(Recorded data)
__________

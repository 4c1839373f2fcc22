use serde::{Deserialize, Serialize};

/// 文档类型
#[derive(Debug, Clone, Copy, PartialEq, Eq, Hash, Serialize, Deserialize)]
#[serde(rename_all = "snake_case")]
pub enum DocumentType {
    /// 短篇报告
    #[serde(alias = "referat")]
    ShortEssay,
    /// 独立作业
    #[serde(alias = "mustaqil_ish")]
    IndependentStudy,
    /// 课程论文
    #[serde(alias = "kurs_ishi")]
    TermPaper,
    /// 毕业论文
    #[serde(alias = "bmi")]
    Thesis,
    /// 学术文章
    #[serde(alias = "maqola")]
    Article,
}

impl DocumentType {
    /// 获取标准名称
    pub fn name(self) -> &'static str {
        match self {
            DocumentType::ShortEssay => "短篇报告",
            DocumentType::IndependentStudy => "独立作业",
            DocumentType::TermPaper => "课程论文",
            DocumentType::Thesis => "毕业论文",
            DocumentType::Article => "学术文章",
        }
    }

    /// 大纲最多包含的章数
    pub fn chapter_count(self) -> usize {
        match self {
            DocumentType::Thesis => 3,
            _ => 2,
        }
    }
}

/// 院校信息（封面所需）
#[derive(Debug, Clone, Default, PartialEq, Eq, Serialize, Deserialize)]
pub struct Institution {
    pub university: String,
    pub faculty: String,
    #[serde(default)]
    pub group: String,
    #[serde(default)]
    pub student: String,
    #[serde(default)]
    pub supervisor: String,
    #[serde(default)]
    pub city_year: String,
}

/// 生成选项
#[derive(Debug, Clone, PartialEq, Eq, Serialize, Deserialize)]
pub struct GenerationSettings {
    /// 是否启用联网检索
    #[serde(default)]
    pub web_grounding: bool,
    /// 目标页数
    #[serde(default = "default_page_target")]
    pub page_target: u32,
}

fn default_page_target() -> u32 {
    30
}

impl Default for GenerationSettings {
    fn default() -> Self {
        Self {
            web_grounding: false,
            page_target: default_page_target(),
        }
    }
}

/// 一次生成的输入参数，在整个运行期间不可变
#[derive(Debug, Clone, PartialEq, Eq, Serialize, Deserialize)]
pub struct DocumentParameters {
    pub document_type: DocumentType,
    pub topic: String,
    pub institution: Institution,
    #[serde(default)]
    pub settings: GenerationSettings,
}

__________

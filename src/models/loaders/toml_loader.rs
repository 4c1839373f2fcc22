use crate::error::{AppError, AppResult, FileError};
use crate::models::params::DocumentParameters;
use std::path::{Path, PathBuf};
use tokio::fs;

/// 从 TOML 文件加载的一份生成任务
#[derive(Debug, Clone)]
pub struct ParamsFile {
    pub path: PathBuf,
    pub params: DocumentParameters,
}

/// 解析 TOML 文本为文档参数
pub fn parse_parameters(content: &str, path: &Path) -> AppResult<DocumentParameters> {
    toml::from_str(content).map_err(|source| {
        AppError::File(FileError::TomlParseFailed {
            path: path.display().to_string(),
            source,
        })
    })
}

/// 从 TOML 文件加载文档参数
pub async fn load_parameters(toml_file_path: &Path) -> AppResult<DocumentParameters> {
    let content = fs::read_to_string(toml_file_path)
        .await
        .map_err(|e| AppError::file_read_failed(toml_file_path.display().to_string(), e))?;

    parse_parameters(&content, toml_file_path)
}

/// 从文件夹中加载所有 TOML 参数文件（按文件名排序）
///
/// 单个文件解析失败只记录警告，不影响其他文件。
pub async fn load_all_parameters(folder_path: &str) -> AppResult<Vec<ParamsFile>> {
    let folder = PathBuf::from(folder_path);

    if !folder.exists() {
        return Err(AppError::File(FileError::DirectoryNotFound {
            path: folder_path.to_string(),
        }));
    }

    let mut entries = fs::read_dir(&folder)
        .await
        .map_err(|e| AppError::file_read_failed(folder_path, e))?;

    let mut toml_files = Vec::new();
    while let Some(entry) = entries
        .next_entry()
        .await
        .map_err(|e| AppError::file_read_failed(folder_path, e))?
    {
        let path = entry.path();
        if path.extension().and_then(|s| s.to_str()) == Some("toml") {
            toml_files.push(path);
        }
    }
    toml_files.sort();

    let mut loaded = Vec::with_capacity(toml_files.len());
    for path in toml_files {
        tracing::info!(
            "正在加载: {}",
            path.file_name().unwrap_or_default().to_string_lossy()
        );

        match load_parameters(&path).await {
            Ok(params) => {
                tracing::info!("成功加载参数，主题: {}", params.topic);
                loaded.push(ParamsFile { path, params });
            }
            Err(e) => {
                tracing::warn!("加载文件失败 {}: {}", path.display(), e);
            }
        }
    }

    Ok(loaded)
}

__________

TASK DETAILS
Look over the data above and show each line that contains "短篇报告".

ANSWER TO THE EXERCISE
    /// 短篇报告
            DocumentType::ShortEssay => "短篇报告",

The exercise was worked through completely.